# Universities in Dubai



## Miker71 (Jul 28, 2011)

Hi all, I have just found this forum and have been through some of the threads and see that there are many knowledgable people here.

So I have a question. My wife is keen to experience working in Dubai. She is a nurse here in the UK and I am a research scientist working at a University department. I know it's relatively easier for her to find a job but I was wondering what my prospects would be. I have a good career and it will be hard to leave but really, Britain is going down so fast and living conditions are becoming harder and harder.

I was wondering if there are any jobs that you know of for someone like me, for example at an education establishment. Are there any British universities in Dubai?

I have looked on Gulftalent but can't spot anything relevant. I'd be grateful for any assistance or advice.


----------



## mgb (Sep 6, 2008)

Miker71 said:


> Hi all, I have just found this forum and have been through some of the threads and see that there are many knowledgable people here.
> 
> So I have a question. My wife is keen to experience working in Dubai. She is a nurse here in the UK and I am a research scientist working at a University department. I know it's relatively easier for her to find a job
> Unless she is very highly qualified, then she may make a much lower wage in the UAE than in the UK
> ...


Good luck in your search!
List of universities and colleges in Dubai - Wikipedia, the free encyclopedia


----------



## INFAMOUS (Apr 19, 2011)

What is your area of expertise in terms of teaching and at what level?


----------



## Miker71 (Jul 28, 2011)

Thanks for your replies.

mgb, my wife has many years of experience in the UK and she is an endoscopy unit nurse.

Infamous,
My degree is in psychology and I have years of lecturing and research experience. 

I get the feeling that I am not very useful to the system in Dubai as they are looking for people with expertise in business, engineering or architects.


----------



## Telo (Aug 1, 2011)

There isn't much research going on in Dubai, especially in psychology. Would you be satisfied as a regular lecturer? 

I used to go to AUD before I left Dubai and there were a lot of British teachers. The pay is pretty good from what I heard. There are quite a few other benefits too, like discounts in (mostly American brand) stores, very spacious accommodation on campus, etc. The site is aud.edu

Though if Mr. RK is still working as HR manager there, remember to ask lots of questions and read between the lines. He's very slick  I remember one of our teachers (who also happened to work in psychology) saying that he was simply reeled in like a fish 

There's also AUS and Zayed University. Dubai has quite a lot of other universities/colleges, but the pay and quality in them aren't as high... actually, the quality of most higher education here is quite bad.


----------



## md000 (Dec 16, 2008)

Miker71 - What fields of research are you interested in? If you are looking at the "soft sciences" (i.e. psychology, org behavior, etc.), then the laboratory/research center industry is woefully immature at this point. There are a couple of universities in the region that have done some great studies and have ongoing research, but the concept of a center (i.e. coordinated effort across multiple research lines that contain multiple projects per line) - just doesn't exist. The only way to get involved, at this point, is to become a professor at one of these institutions and find your own funding.

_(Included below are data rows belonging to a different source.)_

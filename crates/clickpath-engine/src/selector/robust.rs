//! Robula+ robust XPath generation.
//!
//! Starting from `//*`, candidate paths are specialised one transformation at
//! a time, breadth first, until one selects exactly the target element. See
//! Leotta et al., "ROBULA+: an algorithm for generating robust XPath locators
//! for web testing" (2016).

use super::resolve::uniquely_locates;
use crate::dom::{Document, NodeId};
use clickpath_common::error::SelectorError;
use clickpath_parser::{AttributeTest, NodeTest, Predicate, XPath, XPathStep, is_quotable};
use serde::{Deserialize, Serialize};
use std::collections::{HashSet, VecDeque};

#[derive(Debug, Clone, PartialEq, Eq, Serialize, Deserialize)]
pub struct RobulaOptions {
    /// Attributes tried first, in this order.
    #[serde(default = "default_attribute_priority")]
    pub attribute_priority: Vec<String>,
    /// Attributes never used as anchors.
    #[serde(default = "default_attribute_blacklist")]
    pub attribute_blacklist: Vec<String>,
    /// Upper bound on candidates generated before giving up.
    #[serde(default = "default_max_candidates")]
    pub max_candidates: usize,
    /// Only the first N eligible attributes take part in attribute sets.
    /// Values above [`ATTRIBUTE_SET_LIMIT`] are treated as the limit.
    #[serde(default = "default_max_attribute_set")]
    pub max_attribute_set: usize,
}

impl Default for RobulaOptions {
    fn default() -> Self {
        Self {
            attribute_priority: default_attribute_priority(),
            attribute_blacklist: default_attribute_blacklist(),
            max_candidates: default_max_candidates(),
            max_attribute_set: default_max_attribute_set(),
        }
    }
}

fn default_attribute_priority() -> Vec<String> {
    ["name", "class", "title", "alt", "value"]
        .into_iter()
        .map(String::from)
        .collect()
}

fn default_attribute_blacklist() -> Vec<String> {
    [
        "href",
        "src",
        "onclick",
        "onload",
        "tabindex",
        "width",
        "height",
        "style",
        "size",
        "maxlength",
    ]
    .into_iter()
    .map(String::from)
    .collect()
}

fn default_max_candidates() -> usize {
    20_000
}

fn default_max_attribute_set() -> usize {
    5
}

/// Attribute sets grow as `2^n`; this bounds `n` whatever the options say.
pub const ATTRIBUTE_SET_LIMIT: usize = 10;

#[derive(Debug, Clone, Default)]
pub struct RobulaPlus {
    options: RobulaOptions,
}

impl RobulaPlus {
    pub fn new(options: RobulaOptions) -> Self {
        Self { options }
    }

    pub fn options(&self) -> &RobulaOptions {
        &self.options
    }

    /// Find the first candidate path that selects exactly `element`.
    pub fn generate(&self, doc: &Document, element: NodeId) -> Result<XPath, SelectorError> {
        if !doc.is_element(element) {
            return Err(SelectorError::NotAnElement);
        }
        if !doc.is_connected(element) {
            return Err(SelectorError::Detached);
        }

        let mut queue = VecDeque::from([XPath::any()]);
        let mut seen: HashSet<String> = HashSet::from([XPath::any().to_string()]);
        let mut generated = 0usize;

        while let Some(xpath) = queue.pop_front() {
            for candidate in self.transform(doc, element, &xpath) {
                if !seen.insert(candidate.to_string()) {
                    continue;
                }
                if uniquely_locates(doc, &candidate, element) {
                    return Ok(candidate);
                }
                generated += 1;
                if generated >= self.options.max_candidates {
                    return Err(SelectorError::SearchExhausted {
                        limit: self.options.max_candidates,
                    });
                }
                queue.push_back(candidate);
            }
        }

        Err(SelectorError::SearchExhausted { limit: generated })
    }

    fn transform(&self, doc: &Document, element: NodeId, xpath: &XPath) -> Vec<XPath> {
        // The head step describes the ancestor `level - 1` steps above.
        let Some(ancestor) = doc.ancestor(element, xpath.level() - 1) else {
            return Vec::new();
        };
        let Some(head) = xpath.head() else {
            return Vec::new();
        };

        let mut out = Vec::new();
        out.extend(convert_star(doc, ancestor, xpath, head));
        out.extend(add_id(doc, ancestor, xpath, head));
        out.extend(add_text(doc, ancestor, xpath, head));
        out.extend(self.add_attribute(doc, ancestor, xpath, head));
        out.extend(self.add_attribute_set(doc, ancestor, xpath, head));
        out.extend(add_position(doc, ancestor, xpath, head));
        out.extend(add_level(doc, element, xpath));
        out
    }

    /// Anchor attributes of `ancestor`: priority list first, then the rest in
    /// source order. Ids, blacklisted names and unquotable values are skipped.
    fn eligible_attributes(&self, doc: &Document, ancestor: NodeId) -> Vec<AttributeTest> {
        let attrs = doc.attributes(ancestor);
        let usable = |name: &str, value: &str| {
            name != "id"
                && !self.options.attribute_blacklist.iter().any(|b| b == name)
                && is_quotable(value)
        };

        let mut out: Vec<AttributeTest> = self
            .options
            .attribute_priority
            .iter()
            .filter_map(|p| attrs.iter().find(|(k, _)| k == p))
            .filter(|(k, v)| usable(k, v))
            .map(|(k, v)| AttributeTest::new(k.as_str(), v.as_str()))
            .collect();

        for (k, v) in attrs {
            let prioritised = self.options.attribute_priority.iter().any(|p| p == k);
            if !prioritised && usable(k, v) {
                out.push(AttributeTest::new(k.as_str(), v.as_str()));
            }
        }
        out
    }

    fn add_attribute(
        &self,
        doc: &Document,
        ancestor: NodeId,
        xpath: &XPath,
        head: &XPathStep,
    ) -> Vec<XPath> {
        if !head.predicates.is_empty() {
            return Vec::new();
        }
        self.eligible_attributes(doc, ancestor)
            .into_iter()
            .map(|attr| with_head_predicate(xpath, Predicate::Attributes(vec![attr])))
            .collect()
    }

    fn add_attribute_set(
        &self,
        doc: &Document,
        ancestor: NodeId,
        xpath: &XPath,
        head: &XPathStep,
    ) -> Vec<XPath> {
        if !head.predicates.is_empty() {
            return Vec::new();
        }
        let mut attrs = self.eligible_attributes(doc, ancestor);
        attrs.truncate(self.options.max_attribute_set.min(ATTRIBUTE_SET_LIMIT));

        let mut sets = power_set(&attrs);
        sets.retain(|set| set.len() >= 2);
        // Smaller sets first; ties keep priority order from the power set.
        sets.sort_by_key(|set| set.len());

        sets.into_iter()
            .map(|set| with_head_predicate(xpath, Predicate::Attributes(set)))
            .collect()
    }
}

fn with_head_predicate(xpath: &XPath, predicate: Predicate) -> XPath {
    let mut next = xpath.clone();
    if let Some(head) = next.head_mut() {
        head.predicates.push(predicate);
    }
    next
}

fn convert_star(doc: &Document, ancestor: NodeId, xpath: &XPath, head: &XPathStep) -> Vec<XPath> {
    if head.test != NodeTest::Any {
        return Vec::new();
    }
    let Some(tag) = doc.tag_name(ancestor) else {
        return Vec::new();
    };
    let mut next = xpath.clone();
    if let Some(head) = next.head_mut() {
        head.test = NodeTest::Tag(tag.to_lowercase());
    }
    vec![next]
}

fn add_id(doc: &Document, ancestor: NodeId, xpath: &XPath, head: &XPathStep) -> Vec<XPath> {
    match doc.element_id(ancestor) {
        Some(id) if head.predicates.is_empty() && is_quotable(id) => {
            vec![with_head_predicate(
                xpath,
                Predicate::Attributes(vec![AttributeTest::new("id", id)]),
            )]
        }
        _ => Vec::new(),
    }
}

/// `text()` is the first text child only, so an element whose first text
/// child is blank gets no text anchor even if later text follows.
fn add_text(doc: &Document, ancestor: NodeId, xpath: &XPath, head: &XPathStep) -> Vec<XPath> {
    if head.has_position() || head.has_text() {
        return Vec::new();
    }
    match doc.first_text(ancestor).map(str::trim) {
        Some(text) if !text.is_empty() && is_quotable(text) => {
            vec![with_head_predicate(
                xpath,
                Predicate::ContainsText(text.to_string()),
            )]
        }
        _ => Vec::new(),
    }
}

fn add_position(doc: &Document, ancestor: NodeId, xpath: &XPath, head: &XPathStep) -> Vec<XPath> {
    if head.has_position() {
        return Vec::new();
    }
    let Some(parent) = doc.parent(ancestor) else {
        return Vec::new();
    };
    let tag = doc.tag_name(ancestor).unwrap_or_default();
    let position = doc
        .child_elements(parent)
        .filter(|c| match head.test {
            NodeTest::Any => true,
            NodeTest::Tag(_) => doc
                .tag_name(*c)
                .is_some_and(|t| t.eq_ignore_ascii_case(tag)),
        })
        .position(|c| c == ancestor);

    match position {
        Some(p) => vec![with_head_predicate(xpath, Predicate::Position(p + 1))],
        None => Vec::new(),
    }
}

fn add_level(doc: &Document, element: NodeId, xpath: &XPath) -> Vec<XPath> {
    if xpath.level() > doc.depth(element) {
        return Vec::new();
    }
    let mut steps = Vec::with_capacity(xpath.level() + 1);
    steps.push(XPathStep::new(NodeTest::Any));
    steps.extend(xpath.steps.iter().cloned());
    vec![XPath { steps }]
}

/// All subsets, ordered by the binary counter over `items`.
fn power_set<T: Clone>(items: &[T]) -> Vec<Vec<T>> {
    (0..1usize << items.len())
        .map(|mask| {
            items
                .iter()
                .enumerate()
                .filter(|(i, _)| mask & (1 << i) != 0)
                .map(|(_, item)| item.clone())
                .collect()
        })
        .collect()
}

If you are into the "hard sciences", then there are a few more options, but the research center industry is still immature (but ahead of soft sciences). A couple of "real" research centers exist in Saudi and one in Oman. Please note - you will see "research centers" on nearly every university website in the Middle East. At the end of the day, these "centers" are just administrative bodies that do the paperwork for individual research projects, rather than coordinated research efforts.

My advice: Don't put your eggs in this basket. The research center industry isn't ready for you today. On the other hand, if you have significant research center management (day to day responsibility for the center itself), contact me via private message.

-md000/Mike





Miker71 said:


> Thanks for your replies.
> mgb, my wife has many years of experience in the UK and she is an endoscopy unit nurse.
> Infamous,
> My degree is in psychology and I have years of lecturing and research experience.
> I get the feeling that I am not very useful to the system in Dubai as they are looking for people with expertise in business, engineering or architects.


----------



## Tropicana (Apr 29, 2010)

Telo said:


> Though if Mr. RK is still working as HR manager there, remember to ask lots of questions and read between the lines. He's very slick  I remember one of our teachers (who also happened to work in psychology) saying that he was simply reeled in like a fish
> 
> There's also AUS and Zayed University. Dubai has quite a lot of other universities/colleges, but the pay and quality in them aren't as high... actually, the quality of most higher education here is quite bad.


Is that Raj Kapoor? I studied a semester at AUD in 2000 and I remember he HR Guy as being called Raj Kapoor, had shiny hair, used to walk very fast , and always had a weird smile on his face.


----------



## Miker71 (Jul 28, 2011)

Thanks everyone for your replies. I don't expect the quality of any related research to be anywhere near the standard it is in the UK, USA or Europe. I am not crazy about research either. I have enough teaching and lecturing experience in various fields to apply for such a post. 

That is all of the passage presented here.